The accumulator array mc[8] holds 8 output sub-tiles (8x8 each = 8 * 64 = 512 elements), which covers a 32x16 or 8x64 region depending on the layout. The K-loop processes 32 elements at a time, with each step performing 8x8 MACs.

The Tiling Hierarchy

Let’s trace how a large matmul decomposes:

Full matrix:  C[M,N] = A[M,K] * B^T[N,K]
Example:      C[4096, 4096] = A[4096, 4096] * B^T[4096, 4096]

Grid level:   ceil(4096/64) x ceil(4096/32) = 64 x 128 threadgroups
TG level:     Each TG computes C[32, 64] using 128 threads (4 SIMDs)
SIMD level:   Each SIMD accumulates C[8, 64] or similar sub-region
Tile level:   Each 8x8 MAC produces C[8,8] += A[8,8] * B[8,8]

Level	Size	Unit	Count
Full matrix	4096 x 4096	Elements	16.7M
Threadgroup tile	32 x 64	Elements	8,192 tiles
SIMD accumulator	8 x 8	Elements per tile	8 tiles/SIMD
Single MAC	8 x 8 x 8	FMA operations	512 ops

Akunu’s GEMM Dispatch Geometry

Looking at simd_gemm_f16.metal, the dispatch parameters are:

grid    = (ceil(N/64), ceil(M/32), 1)
threads = (32, 4, 1)   // 128 threads = 4 SIMD groups
TG memory = 6144 bytes  // 4096 for A tile + 2048 for B tile

The threadgroup of 128 threads breaks down as:

4 SIMD groups (sgitg = 0..3)
Each SIMD group processes a different row band of the M-tile
All 4 SIMD groups share the same B-tile data (loaded cooperatively into threadgroup memory)

For the K-loop:

NL0 = NK/16 = 2: each thread loads 2 chunks of B data
NL1 = NK/8 = 4: each thread loads 4 chunks of A data
Data flows: device memory -> threadgroup memory -> SIMD registers -> accumulate -> device memory

Small-M Variant: simd_gemm_small_f16

During decode (M=1 to ~8), the full GEMM is wasteful – most of the 32-row M-tile is empty. Akunu provides simd_gemm_small_f16 which is optimized for M <= 8:

// From dtype_descriptor.h:
return (M >= 2 && M <= 8) ? d.gemm_small_kernel : d.gemm_kernel;

The small variant uses a reduced M-tile size and fewer SIMD groups, trading parallelism for reduced overhead. For M=1 (single-token decode), akunu uses GEMV kernels instead of GEMM entirely – the dispatch geometry is fundamentally different.

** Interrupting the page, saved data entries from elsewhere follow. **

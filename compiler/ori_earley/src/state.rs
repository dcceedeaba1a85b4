//! Earley states.

use crate::item::{EarleyItem, ItemKey};
use crate::token::Token;
use ori_grammar::{GroupId, RuleId};
use rustc_hash::FxHashMap;
use smallvec::SmallVec;

/// What a waiting item's cursor sits before.
#[derive(Copy, Clone, Eq, PartialEq, Hash, Debug)]
pub(crate) enum Waiting {
    Rule(RuleId),
    Group(GroupId),
    Instance(GroupId),
}

/// All items valid after consuming a prefix of the input.
#[derive(Debug, Default)]
pub struct EarleyState {
    /// The token consumed to reach this state; `None` for the first state.
    token: Option<Token>,
    pub(crate) items: Vec<EarleyItem>,
    pub(crate) index: FxHashMap<ItemKey, u32>,
    pub(crate) waiting: FxHashMap<Waiting, SmallVec<[u32; 4]>>,
    pub(crate) scanners: Vec<u32>,
}

impl EarleyState {
    pub(crate) fn new(token: Option<Token>) -> Self {
        EarleyState {
            token,
            ..EarleyState::default()
        }
    }

    pub fn token(&self) -> Option<&Token> {
        self.token.as_ref()
    }

    pub fn items(&self) -> &[EarleyItem] {
        &self.items
    }

    pub fn len(&self) -> usize {
        self.items.len()
    }

    pub fn is_empty(&self) -> bool {
        self.items.is_empty()
    }

    /// Items waiting on `waiting`, in creation order.
    pub(crate) fn waiters(&self, waiting: Waiting) -> SmallVec<[u32; 4]> {
        self.waiting.get(&waiting).cloned().unwrap_or_default()
    }
}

GEMV: The Decode Workhorse

During autoregressive decode, M=1. This is a matrix-vector product, not a matrix-matrix product. The access pattern changes dramatically:

GEMM (prefill): Each weight element is reused across M activation rows. Arithmetic intensity is O(M). With M=4096, you get excellent compute utilization.
GEMV (decode): Each weight element is used exactly once. Arithmetic intensity is O(1). You are completely bandwidth-bound.⁵

Akunu’s GEMV kernels do not use simdgroup_matrix at all – they use vectorized loads and SIMD reduction instead. The GEMV kernel for Q4_0 quantized weights, for example, dequantizes blocks of 32 weights, multiplies them by the input vector, and reduces across the SIMD group using simd_sum.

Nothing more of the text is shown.